BENDERRA, 22/5/17 (Riyadh): Sikap tegas Presiden Joko Widodo sebagai salah satu pemimpin dunia yang perduli terhadap upaya pemberantasan terorisme dan aksi-aksi radikalisme global dipaparkan dalam ‘Arab Islamic American Summit’ di Riyadh, Arab Saudi.
Presiden Joko Widido berharap, Arab Islamic American Summit memiliki makna yang penting untuk mengirimkan pesan kemitraan dunia Islam dengan Amerika Serikat (AS).

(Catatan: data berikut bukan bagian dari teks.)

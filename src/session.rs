//! # Session Workflow
//!
//! One party's side of a two-party exchange, composed from the crypto and
//! codec layers.
//!
//! ## State Machine
//!
//! ```text
//! ┌─────────────────────────────────────────────────────────────────────────┐
//! │                         PARTY STATE MACHINE                             │
//! ├─────────────────────────────────────────────────────────────────────────┤
//! │                                                                         │
//! │  Uninitialized                                                         │
//! │       │ generate_key_pair()                                            │
//! │       ▼                                                                │
//! │  HasKeyPair ──── public key handed to the peer out of band             │
//! │       │ establish(peer_public)        secret key dropped here          │
//! │       ▼                                                                │
//! │  HasSharedSecret                                                       │
//! │       │                                                                │
//! │       ├── seal(plaintext) ──────► ReadyToSend ◄──┐ seal(...)           │
//! │       │                                └─────────┘                     │
//! │       │                                                                │
//! │       └── open(sealed) ─┬───────► MessageRecovered ◄──┐ open(...)      │
//! │                         │                    └────────┘                │
//! │                         └─ tag mismatch ──► Failed (terminal)          │
//! │                                                                         │
//! └─────────────────────────────────────────────────────────────────────────┘
//! ```
//!
//! Nothing moves backwards. A party that needs to talk to a different peer
//! starts over with a new [`Party`]. Operations attempted in the wrong state
//! return [`Error::InvalidState`] and leave the party untouched.
//!
//! ## Example
//!
//! ```
//! use parley_core::session::{Party, SessionConfig};
//!
//! let mut bob = Party::new("bob", SessionConfig::default());
//! let mut alice = Party::new("alice", SessionConfig::default());
//!
//! let bob_public = bob.generate_key_pair()?;
//! let alice_public = alice.generate_key_pair()?;
//! bob.establish(&alice_public)?;
//! alice.establish(&bob_public)?;
//!
//! let sealed = bob.seal_text("Hello Alice")?;
//! assert_eq!(alice.open_text(&sealed)?, "Hello Alice");
//! # Ok::<(), parley_core::Error>(())
//! ```

use std::fmt;

use rand::rngs::OsRng;
use rand_core::{CryptoRng, RngCore};
use serde::{Deserialize, Serialize};

use crate::codec::{decode_printable, decode_text, encode_printable, encode_text};
use crate::crypto::{
    decrypt, derive_shared_secret_with_domain, domain, encrypt, KeyPair, Nonce, PublicKey,
    SharedSecret, NONCE_SIZE,
};
use crate::error::{Error, Result};

// ============================================================================
// STATE
// ============================================================================

/// Where a party is in its workflow
#[derive(Debug, Clone, Copy, PartialEq, Eq, Hash)]
pub enum PartyState {
    /// No key material yet
    Uninitialized,
    /// Key pair generated, waiting for the peer's public key
    HasKeyPair,
    /// Shared secret derived, ready to seal or open
    HasSharedSecret,
    /// At least one message sealed
    ReadyToSend,
    /// At least one message opened
    MessageRecovered,
    /// A message failed authentication; the party is unusable
    Failed,
}

impl PartyState {
    /// Stable name used in logs and errors
    pub fn as_str(&self) -> &'static str {
        match self {
            PartyState::Uninitialized => "Uninitialized",
            PartyState::HasKeyPair => "HasKeyPair",
            PartyState::HasSharedSecret => "HasSharedSecret",
            PartyState::ReadyToSend => "ReadyToSend",
            PartyState::MessageRecovered => "MessageRecovered",
            PartyState::Failed => "Failed",
        }
    }
}

impl fmt::Display for PartyState {
    fn fmt(&self, f: &mut fmt::Formatter<'_>) -> fmt::Result {
        f.write_str(self.as_str())
    }
}

// ============================================================================
// CONFIGURATION
// ============================================================================

/// Settings shared by both sides of a session
///
/// Both parties must use the same `kdf_domain` or they will derive different
/// secrets and every message will fail authentication.
#[derive(Debug, Clone, PartialEq, Eq)]
pub struct SessionConfig {
    /// HKDF info label for shared-secret derivation
    pub kdf_domain: Vec<u8>,
    /// Largest plaintext `seal` accepts (no cap if None)
    pub max_plaintext_size: Option<usize>,
}

impl Default for SessionConfig {
    fn default() -> Self {
        Self {
            kdf_domain: domain::SHARED_SECRET.to_vec(),
            max_plaintext_size: None,
        }
    }
}

impl SessionConfig {
    /// Use a different HKDF domain label
    pub fn with_kdf_domain(mut self, label: impl Into<Vec<u8>>) -> Self {
        self.kdf_domain = label.into();
        self
    }

    /// Reject plaintexts longer than `max` bytes
    pub fn with_max_plaintext_size(mut self, max: usize) -> Self {
        self.max_plaintext_size = Some(max);
        self
    }
}

// ============================================================================
// TRANSPORT VALUE
// ============================================================================

/// The nonce and ciphertext a sender hands to its transport
///
/// The nonce is not secret and travels in the clear next to the ciphertext.
#[derive(Debug, Clone, PartialEq, Eq)]
pub struct SealedMessage {
    /// Nonce the message was sealed under
    pub nonce: Nonce,
    /// Ciphertext with the authentication tag appended
    pub ciphertext: Vec<u8>,
}

/// Printable form of a [`SealedMessage`] (both fields base64)
#[derive(Debug, Clone, PartialEq, Eq, Serialize, Deserialize)]
pub struct EncodedMessage {
    /// Nonce (base64 encoded)
    pub nonce: String,
    /// Ciphertext with tag (base64 encoded)
    pub ciphertext: String,
}

impl EncodedMessage {
    /// Decode both fields back into a [`SealedMessage`]
    pub fn decode(&self) -> Result<SealedMessage> {
        Ok(SealedMessage {
            nonce: Nonce::from_printable(&self.nonce)?,
            ciphertext: decode_printable(&self.ciphertext)?,
        })
    }
}

impl SealedMessage {
    /// Encode both fields as base64
    pub fn to_encoded(&self) -> EncodedMessage {
        EncodedMessage {
            nonce: self.nonce.to_printable(),
            ciphertext: encode_printable(&self.ciphertext),
        }
    }

    /// Serialize to JSON (`{"nonce": "...", "ciphertext": "..."}`)
    pub fn to_json(&self) -> Result<String> {
        Ok(serde_json::to_string(&self.to_encoded())?)
    }

    /// Deserialize from JSON
    pub fn from_json(json: &str) -> Result<Self> {
        let encoded: EncodedMessage = serde_json::from_str(json)?;
        encoded.decode()
    }

    /// Combined byte form: `nonce (24 bytes) || ciphertext`
    pub fn to_bytes(&self) -> Vec<u8> {
        let mut bytes = Vec::with_capacity(NONCE_SIZE + self.ciphertext.len());
        bytes.extend_from_slice(self.nonce.as_bytes());
        bytes.extend_from_slice(&self.ciphertext);
        bytes
    }

    /// Split the combined byte form
    ///
    /// Only the nonce prefix is checked here; a short or damaged ciphertext
    /// is caught when the message is opened.
    pub fn from_bytes(bytes: &[u8]) -> Result<Self> {
        if bytes.len() < NONCE_SIZE {
            return Err(Error::InvalidLength {
                what: "sealed message",
                expected: NONCE_SIZE,
                actual: bytes.len(),
            });
        }
        let (nonce, ciphertext) = bytes.split_at(NONCE_SIZE);
        Ok(Self {
            nonce: Nonce::from_slice(nonce)?,
            ciphertext: ciphertext.to_vec(),
        })
    }
}

// ============================================================================
// PARTY
// ============================================================================

/// Key material a party holds at each stage
enum Material {
    None,
    KeyPair(KeyPair),
    Shared(SharedSecret),
}

/// One side of a two-party session
pub struct Party {
    name: String,
    config: SessionConfig,
    state: PartyState,
    public: Option<PublicKey>,
    material: Material,
}

impl Party {
    /// Create a party with no key material
    ///
    /// `name` only appears in log output.
    pub fn new(name: impl Into<String>, config: SessionConfig) -> Self {
        Self {
            name: name.into(),
            config,
            state: PartyState::Uninitialized,
            public: None,
            material: Material::None,
        }
    }

    /// Current workflow state
    pub fn state(&self) -> PartyState {
        self.state
    }

    /// Name given at creation
    pub fn name(&self) -> &str {
        &self.name
    }

    /// Session settings
    pub fn config(&self) -> &SessionConfig {
        &self.config
    }

    /// Our public key, once generated
    pub fn public_key(&self) -> Option<PublicKey> {
        self.public
    }

    /// Generate our key pair and return the public half for the peer
    pub fn generate_key_pair(&mut self) -> Result<PublicKey> {
        self.generate_key_pair_with(&mut OsRng)
    }

    /// Generate our key pair from the given generator
    pub fn generate_key_pair_with<R>(&mut self, rng: &mut R) -> Result<PublicKey>
    where
        R: RngCore + CryptoRng + ?Sized,
    {
        self.require("generate a key pair", &[PartyState::Uninitialized])?;

        let key_pair = KeyPair::generate_with(rng)?;
        let public = key_pair.public_key();
        self.public = Some(public);
        self.material = Material::KeyPair(key_pair);
        self.transition(PartyState::HasKeyPair);

        Ok(public)
    }

    /// Derive the shared secret with the peer's public key
    ///
    /// Our secret key is wiped once the shared secret exists. A rejected
    /// peer key leaves the party in `HasKeyPair`.
    pub fn establish(&mut self, peer_public: &PublicKey) -> Result<()> {
        self.require("establish a shared secret", &[PartyState::HasKeyPair])?;

        let shared = match &self.material {
            Material::KeyPair(key_pair) => derive_shared_secret_with_domain(
                key_pair.secret_key(),
                peer_public,
                &self.config.kdf_domain,
            )?,
            _ => return Err(self.invalid("establish a shared secret")),
        };

        // Dropping the old material zeroizes the secret key
        self.material = Material::Shared(shared);
        self.transition(PartyState::HasSharedSecret);
        Ok(())
    }

    /// Encrypt under a fresh random nonce
    pub fn seal(&mut self, plaintext: &[u8]) -> Result<SealedMessage> {
        self.seal_with(&mut OsRng, plaintext)
    }

    /// Encrypt a UTF-8 string
    pub fn seal_text(&mut self, text: &str) -> Result<SealedMessage> {
        self.seal(&decode_text(text))
    }

    /// Encrypt with a nonce drawn from the given generator
    pub fn seal_with<R>(&mut self, rng: &mut R, plaintext: &[u8]) -> Result<SealedMessage>
    where
        R: RngCore + CryptoRng + ?Sized,
    {
        const OPERATION: &str = "seal a message";
        self.require(OPERATION, &[PartyState::HasSharedSecret, PartyState::ReadyToSend])?;

        if let Some(max) = self.config.max_plaintext_size {
            if plaintext.len() > max {
                return Err(Error::MessageTooLarge {
                    size: plaintext.len(),
                    max,
                });
            }
        }

        let shared = self.shared_secret(OPERATION)?;
        let nonce = Nonce::generate_with(rng)?;
        let ciphertext = encrypt(plaintext, &nonce, shared)?;

        tracing::debug!(
            party = %self.name,
            plaintext_len = plaintext.len(),
            ciphertext_len = ciphertext.len(),
            "Sealed message"
        );
        self.transition(PartyState::ReadyToSend);

        Ok(SealedMessage { nonce, ciphertext })
    }

    /// Authenticate and decrypt a message from the peer
    ///
    /// On authentication failure the shared secret is wiped and the party
    /// moves to `Failed` for good.
    pub fn open(&mut self, sealed: &SealedMessage) -> Result<Vec<u8>> {
        const OPERATION: &str = "open a message";
        self.require(OPERATION, &[PartyState::HasSharedSecret, PartyState::MessageRecovered])?;

        let shared = self.shared_secret(OPERATION)?;
        match decrypt(&sealed.ciphertext, &sealed.nonce, shared) {
            Ok(plaintext) => {
                tracing::debug!(
                    party = %self.name,
                    plaintext_len = plaintext.len(),
                    "Opened message"
                );
                self.transition(PartyState::MessageRecovered);
                Ok(plaintext)
            }
            Err(e) => {
                tracing::warn!(party = %self.name, "Message failed authentication");
                self.material = Material::None;
                self.transition(PartyState::Failed);
                Err(e)
            }
        }
    }

    /// Open a message and interpret it as UTF-8
    ///
    /// A message that authenticates but is not valid UTF-8 still counts as
    /// recovered; only the conversion fails.
    pub fn open_text(&mut self, sealed: &SealedMessage) -> Result<String> {
        let plaintext = self.open(sealed)?;
        encode_text(&plaintext)
    }

    fn shared_secret(&self, operation: &'static str) -> Result<&SharedSecret> {
        match &self.material {
            Material::Shared(shared) => Ok(shared),
            _ => Err(self.invalid(operation)),
        }
    }

    fn require(&self, operation: &'static str, allowed: &[PartyState]) -> Result<()> {
        if allowed.contains(&self.state) {
            Ok(())
        } else {
            Err(self.invalid(operation))
        }
    }

    fn invalid(&self, operation: &'static str) -> Error {
        Error::InvalidState {
            operation,
            state: self.state.as_str(),
        }
    }

    fn transition(&mut self, next: PartyState) {
        if self.state != next {
            tracing::debug!(party = %self.name, from = %self.state, to = %next, "State transition");
            self.state = next;
        }
    }
}

impl fmt::Debug for Party {
    fn fmt(&self, f: &mut fmt::Formatter<'_>) -> fmt::Result {
        f.debug_struct("Party")
            .field("name", &self.name)
            .field("state", &self.state)
            .field("public", &self.public)
            .finish_non_exhaustive()
    }
}

// ============================================================================
// TESTS
// ============================================================================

Sekaligus menghilangkan persepsi AS yang melihat Islam sebagai musuh.
Hal ini diungkapkan Presiden saat berbicara dalam konferensi yang mempertemukan para pimpinan negara-negara Arab dan Islam dengan Presiden AS Donald Trump di ‘King Abdul Aziz International Convention Center Riyadh’, Arab Saudi, Minggu (21/5/17) waktu setempat.

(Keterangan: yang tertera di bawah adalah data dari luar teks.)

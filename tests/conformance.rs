use conformant::catalog::{
    self, Adjustable, CounterDataSource, Dial, FullyNamed, HasValue, Hamster, Location, Person,
    PrettyTextRepresentable, Starship, TextRepresentable, Togglable, TowardsZeroSource,
};
use conformant::conformance::{verify, ContractViolation, Described, Semantics, TypeDescriptor};
use conformant::contract::{Access, Contract, Member};
use conformant::object::Object;
use conformant::registry::ConformanceRegistry;
use conformant::ConformantError;

fn descriptor_of<C: Contract + ?Sized>() -> &'static conformant::contract::ContractDescriptor {
    C::descriptor()
}

#[test]
fn catalog_types_pass_their_audits() {
    assert_eq!(verify(&Person::describe(), descriptor_of::<dyn FullyNamed>()), Ok(()));
    assert_eq!(verify(&Starship::describe(), descriptor_of::<dyn FullyNamed>()), Ok(()));
    assert_eq!(verify(&Dial::describe(), descriptor_of::<dyn Adjustable>()), Ok(()));
    assert_eq!(
        verify(&TowardsZeroSource::describe(), descriptor_of::<dyn CounterDataSource>()),
        Ok(())
    );
}

#[test]
fn missing_member_is_reported() {
    let described = TypeDescriptor::new("Blank", Semantics::Value);
    let violation = verify(&described, descriptor_of::<dyn HasValue>()).unwrap_err();
    assert!(matches!(
        violation,
        ContractViolation::MissingMember { type_name: "Blank", contract: "HasValue", .. }
    ));
}

#[test]
fn read_only_property_cannot_meet_read_write_requirement() {
    let described = TypeDescriptor::new("FixedDial", Semantics::Value)
        .provide(Member::property("level", "i64", Access::Get))
        .provide(Member::property("ceiling", "i64", Access::Get));
    let violation = verify(&described, descriptor_of::<dyn Adjustable>()).unwrap_err();
    assert!(matches!(violation, ContractViolation::InsufficientAccess { .. }));
}

#[test]
fn read_write_property_meets_read_only_requirement() {
    let described = TypeDescriptor::new("Nameplate", Semantics::Value)
        .provide(Member::property("full_name", "String", Access::GetSet));
    assert_eq!(verify(&described, descriptor_of::<dyn FullyNamed>()), Ok(()));
}

#[test]
fn property_of_the_wrong_type_is_a_mismatch() {
    let described = TypeDescriptor::new("Measured", Semantics::Value)
        .provide(Member::property("value", "f64", Access::Get));
    let violation = verify(&described, descriptor_of::<dyn HasValue>()).unwrap_err();
    assert!(matches!(violation, ContractViolation::SignatureMismatch { .. }));
}

#[test]
fn mutating_method_requires_a_mutating_requirement() {
    // reading only is fine where mutation is allowed
    let reading = TypeDescriptor::new("Bell", Semantics::Value)
        .provide(Member::method("toggle", &[], "()"));
    assert_eq!(verify(&reading, descriptor_of::<dyn Togglable>()), Ok(()));

    let described = TypeDescriptor::new("Stamp", Semantics::Value)
        .provide(Member::mutating_method("increment", &["i64"], "Option<i64>"));
    let violation = verify(&described, descriptor_of::<dyn CounterDataSource>()).unwrap_err();
    assert!(matches!(violation, ContractViolation::SignatureMismatch { .. }));
}

#[test]
fn optional_members_may_be_left_out() {
    let described = TypeDescriptor::new("Silent", Semantics::Value);
    assert_eq!(verify(&described, descriptor_of::<dyn CounterDataSource>()), Ok(()));
}

#[test]
fn value_type_cannot_meet_reference_only_contract() {
    let described = TypeDescriptor::new("Spot", Semantics::Value)
        .provide(Member::method("handle", &[], "&dyn Handle"))
        .provide(Member::property("latitude", "f64", Access::Get))
        .provide(Member::property("longitude", "f64", Access::Get));
    let violation = verify(&described, descriptor_of::<dyn Location>()).unwrap_err();
    assert_eq!(
        violation,
        ContractViolation::ValueSemantics { type_name: "Spot", contract: "Location" }
    );
}

#[test]
fn inherited_requirements_are_checked() {
    let described = TypeDescriptor::new("Caption", Semantics::Value)
        .provide(Member::property("pretty_text_description", "String", Access::Get));
    let violation = verify(&described, descriptor_of::<dyn PrettyTextRepresentable>()).unwrap_err();
    assert!(matches!(
        violation,
        ContractViolation::MissingMember { contract: "PrettyTextRepresentable", .. }
    ));
}

#[test]
fn child_contract_needs_its_parent_declared_first() {
    let registry = ConformanceRegistry::new();
    let error = registry
        .declare::<Hamster, dyn PrettyTextRepresentable>()
        .unwrap_err();
    assert!(matches!(
        error,
        ConformantError::MissingParent {
            type_name: "Hamster",
            contract: "PrettyTextRepresentable",
            parent: "TextRepresentable",
        }
    ));
    assert!(!registry.declare::<Hamster, dyn TextRepresentable>().unwrap());
    assert!(!registry.declare::<Hamster, dyn PrettyTextRepresentable>().unwrap());
}

#[test]
fn declaring_twice_reports_previously_kept() {
    let registry = ConformanceRegistry::new();
    assert!(!registry.declare::<Person, dyn FullyNamed>().unwrap());
    assert!(registry.declare::<Person, dyn FullyNamed>().unwrap());
    assert_eq!(registry.conformers_of::<dyn FullyNamed>(), vec!["Person"]);
}

#[test]
fn described_declaration_is_kept() {
    let registry = ConformanceRegistry::new();
    // a read-only full name is all FullyNamed asks for
    registry.declare_described::<Starship, dyn FullyNamed>().unwrap();
    assert!(registry.conforms::<dyn FullyNamed>(&Starship::new("Enterprise", Some("USS"))));
    assert!(!registry.conforms::<dyn Object>(&Starship::new("Enterprise", Some("USS"))));
}

#[test]
fn registry_knows_the_contracts_of_a_type() {
    let registry = catalog::registry().unwrap();
    let contracts = registry.contracts_of(std::any::TypeId::of::<Hamster>());
    assert_eq!(contracts, vec!["TextRepresentable", "PrettyTextRepresentable"]);
    let pretty = registry.contract("PrettyTextRepresentable").unwrap();
    assert!(pretty.extends("TextRepresentable"));
    assert_eq!(pretty.effective_requirements().len(), 2);
    assert!(registry.contract("Location").unwrap().is_reference_only());
}

#[test]
fn report_lists_contracts_and_conformers() {
    let registry = catalog::registry().unwrap();
    let report = registry.report();
    let has_value = report
        .contracts
        .iter()
        .find(|entry| entry.name == "HasValue")
        .unwrap();
    assert_eq!(has_value.conformers, vec!["StructWithValue", "ClassWithValue"]);

    let text = report.to_string();
    assert!(text.contains("Location: Object (reference types only)"));
    assert!(text.contains("    property level: i64 { get set }"));

    let json = serde_json::to_value(&report).unwrap();
    let first = &json["contracts"][0];
    assert_eq!(first["name"], "FullyNamed");
    assert_eq!(first["requirements"][0]["kind"], "property");
    assert_eq!(first["requirements"][0]["access"], "get");
}
#[derive(Debug, Clone)]
pub struct ClassWithValue {
    value: Shared<i64>,
}
impl ClassWithValue {
    pub fn new(value: i64) -> Self {
        Self {
            value: Shared::new(value),
        }
    }
    /// Visible through every clone.
    pub fn set_value(&self, value: i64) {
        *self.value.write() = value;
    }
}
impl HasValue for ClassWithValue {
    fn value(&self) -> i64 {
        *self.value.read()
    }
}
impl Object for ClassWithValue {
    fn handle(&self) -> &dyn Handle {
        &self.value
    }
}
impl Described for ClassWithValue {
    fn describe() -> TypeDescriptor {
        TypeDescriptor::new("ClassWithValue", Semantics::Reference)
            .provide(Member::property("value", "i64", Access::GetSet))
            .provide(Member::method("handle", &[], "&dyn Handle"))
    }
}
conforms!(ClassWithValue => HasValue, Object);

// ------------- Registry -------------
/// A registry with every conformance of the catalog declared.
pub fn registry() -> Result<ConformanceRegistry> {
    let registry = ConformanceRegistry::new();

    registry.declare_described::<Person, dyn FullyNamed>()?;
    registry.declare_described::<Person, dyn Kinded>()?;
    registry.declare_described::<Starship, dyn FullyNamed>()?;
    registry.declare_described::<Dial, dyn Adjustable>()?;
    registry.declare_described::<Dial, dyn Kinded>()?;

    registry.declare::<LinearCongruentialGenerator, dyn RandomNumberGenerator>()?;
    registry.declare_described::<OnOffSwitch, dyn Togglable>()?;
    registry.declare_described::<Lamp, dyn Object>()?;
    registry.declare_described::<Lamp, dyn Togglable>()?;
    registry.declare::<Account, dyn Initializable>()?;
    registry.declare::<SavingsAccount, dyn Initializable>()?;

    registry.declare::<Dice, dyn TextRepresentable>()?;
    registry.declare::<Hamster, dyn TextRepresentable>()?;
    registry.declare::<Hamster, dyn PrettyTextRepresentable>()?;
    registry.declare::<SnakesAndLadders, dyn DiceGame>()?;
    registry.declare::<SnakesAndLadders, dyn TextRepresentable>()?;
    registry.declare::<SnakesAndLadders, dyn PrettyTextRepresentable>()?;
    registry.declare::<DiceGameTracker, dyn Object>()?;
    registry.declare::<DiceGameTracker, dyn DiceGameDelegate>()?;

    registry.declare::<ThreeSource, dyn CounterDataSource>()?;
    registry.declare_described::<TowardsZeroSource, dyn CounterDataSource>()?;

    registry.declare::<Celebrant, dyn Named>()?;
    registry.declare::<Celebrant, dyn Aged>()?;
    registry.declare::<City, dyn Object>()?;
    registry.declare::<City, dyn Location>()?;
    registry.declare::<City, dyn Named>()?;

    registry.declare_described::<Circle, dyn HasArea>()?;
    registry.declare::<Country, dyn HasArea>()?;
    registry.declare_described::<StructWithValue, dyn HasValue>()?;
    registry.declare_described::<ClassWithValue, dyn Object>()?;
    registry.declare_described::<ClassWithValue, dyn HasValue>()?;

    Ok(registry)
}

“Yang lebih penting lagi pertemuan ini harus mampu meningkatkan kerja sama pemberantasan terorisme dan sekaligus mengirimkan pesan perdamaian kepada dunia,” kata Presiden, sebagaimana dilaporkan ‘BeritaSatu.com’.
Presiden Jokowi mengungkapkan, ancaman radikalisme dan terorisme terjadi di mana-mana.

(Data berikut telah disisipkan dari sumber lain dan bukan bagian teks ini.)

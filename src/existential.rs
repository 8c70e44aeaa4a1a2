//! Existential values: values held without their concrete type.
//!
//! An [`Existential`] owns its value behind `Arc<dyn Any + Send + Sync>`, so
//! a heterogeneous sequence is simply a `Vec<Existential>`. Clones share the
//! value, which lets narrowing hand out views that alias the stored instance.

use std::any::{Any, TypeId};
use std::fmt;
use std::sync::Arc;

use crate::contract::Contract;
use crate::registry::{short_type_name, ConformanceRegistry};

#[derive(Clone)]
pub struct Existential {
    value: Arc<dyn Any + Send + Sync>,
    type_name: &'static str,
}

impl Existential {
    pub fn new<T: Any + Send + Sync>(value: T) -> Self {
        Self::from_shared(Arc::new(value))
    }
    pub fn from_shared<T: Any + Send + Sync>(value: Arc<T>) -> Self {
        Self {
            value,
            type_name: short_type_name::<T>(),
        }
    }
    pub fn type_name(&self) -> &'static str {
        self.type_name
    }
    pub fn concrete_type_id(&self) -> TypeId {
        self.as_any().type_id()
    }
    pub fn as_any(&self) -> &dyn Any {
        &*self.value
    }
    pub fn shared(&self) -> Arc<dyn Any + Send + Sync> {
        Arc::clone(&self.value)
    }
    // narrowing to a concrete type needs no registry
    pub fn is<T: Any>(&self) -> bool {
        self.as_any().is::<T>()
    }
    pub fn downcast_ref<T: Any>(&self) -> Option<&T> {
        self.as_any().downcast_ref::<T>()
    }
    pub fn narrow<'a, C: Contract + ?Sized>(&'a self, registry: &ConformanceRegistry) -> Option<&'a C> {
        registry.narrow::<C>(self.as_any())
    }
    pub fn narrow_shared<C: Contract + ?Sized>(&self, registry: &ConformanceRegistry) -> Option<Arc<C>> {
        registry.narrow_shared::<C>(self.shared())
    }
    pub fn conforms<C: Contract + ?Sized>(&self, registry: &ConformanceRegistry) -> bool {
        registry.conforms::<C>(self.as_any())
    }
    /// Whether both existentials hold the very same stored value.
    pub fn same_value(&self, other: &Existential) -> bool {
        Arc::ptr_eq(&self.value, &other.value)
    }
}

impl fmt::Debug for Existential {
    fn fmt(&self, f: &mut fmt::Formatter) -> fmt::Result {
        write!(f, "Existential({})", self.type_name)
    }
}

/// Builds a `Vec<Existential>` from values of any mix of types.
///
/// ```
/// use conformant::existentials;
///
/// let values = existentials![2_i64, true, "Word"];
/// assert!(values[1].is::<bool>());
/// assert_eq!(values[2].downcast_ref::<&str>(), Some(&"Word"));
/// ```
#[macro_export]
macro_rules! existentials {
    ($($value:expr),* $(,)?) => {
        vec![$($crate::existential::Existential::new($value)),*]
    };
}
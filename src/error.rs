use thiserror::Error;

use crate::conformance::ContractViolation;

#[derive(Error, Debug)]
pub enum ConformantError {
    #[error("Config error: {0}")]
    Config(String),
    #[error("Contract violation: {0}")]
    Violation(#[from] ContractViolation),
    #[error("{type_name} must conform to {parent} before it can conform to {contract}")]
    MissingParent {
        type_name: &'static str,
        contract: &'static str,
        parent: &'static str,
    },
    #[error("Serialization error: {0}")]
    Serialization(String),
    #[error("Internal invariant violated: {0}")]
    Invariant(String),
}

pub type Result<T> = std::result::Result<T, ConformantError>;

// Helper conversions
impl From<config::ConfigError> for ConformantError {
    fn from(e: config::ConfigError) -> Self { Self::Config(e.to_string()) }
}
impl From<serde_json::Error> for ConformantError {
    fn from(e: serde_json::Error) -> Self { Self::Serialization(e.to_string()) }
}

“Indonesia adalah salah satu korban aksi terorisme, serangan di Bali terjadi tahun 2002 dan 2005 dan serangan di Jakarta terjadi Januari 2016,” ungkap Presiden.
Kepala Negara mengungkapkan, dunia marah dan berduka melihat jatuhnya korban serangan terorisme di berbagai belahan dunia di Prancis, Belgia, Inggris, Australia, dan lain-lain.
“Dunia seharusnya juga sangat prihatin terhadap jatuhnya lebih banyak korban jiwa akibat konflik dan aksi terorisme di beberapa negara seperti Irak, Yaman, Suriah, Libia,” tambahnya.
Korban terbanyak
Presiden menegaskan, umat Islam merupakan korban terbanyak dari konflik dan radikalisme terorisme.
Jokowi mengatakan, jutaan umat muslim harus keluar dari negaranya untuk mencari kehidupan yang lebih baik dan jutaan generasi muda kehilangan harapan masa depannya.
Presiden mengatakan, kondisi tersebut justru membuat anak-anak muda frustrasi dan marah.
“Rasa marah dan frustasi ini dapat berakhir dengan muculnya bibit-bibit baru ektremisme dan radikalisme,” jelasnya.
Presiden juga mengatakan, sejarah mengajarkan, senjata dan kekuatan militer saja tidak akan mampu mengatasi terorisme.
“Pemikiran yang keliru hanya dapat diubah dengan cara berpikir yang benar,” katanya.
Indonesia meyakini pentingnya menyeimbangkan pendekatan ‘hard-power’ dengan pendekatan ‘soft-power’.
“Selain pendekatan ‘hard-power’, Indonesia juga mengutamakan pendekatan ‘soft-power’ melalui pendekatan agama dan budaya,” jelasnya.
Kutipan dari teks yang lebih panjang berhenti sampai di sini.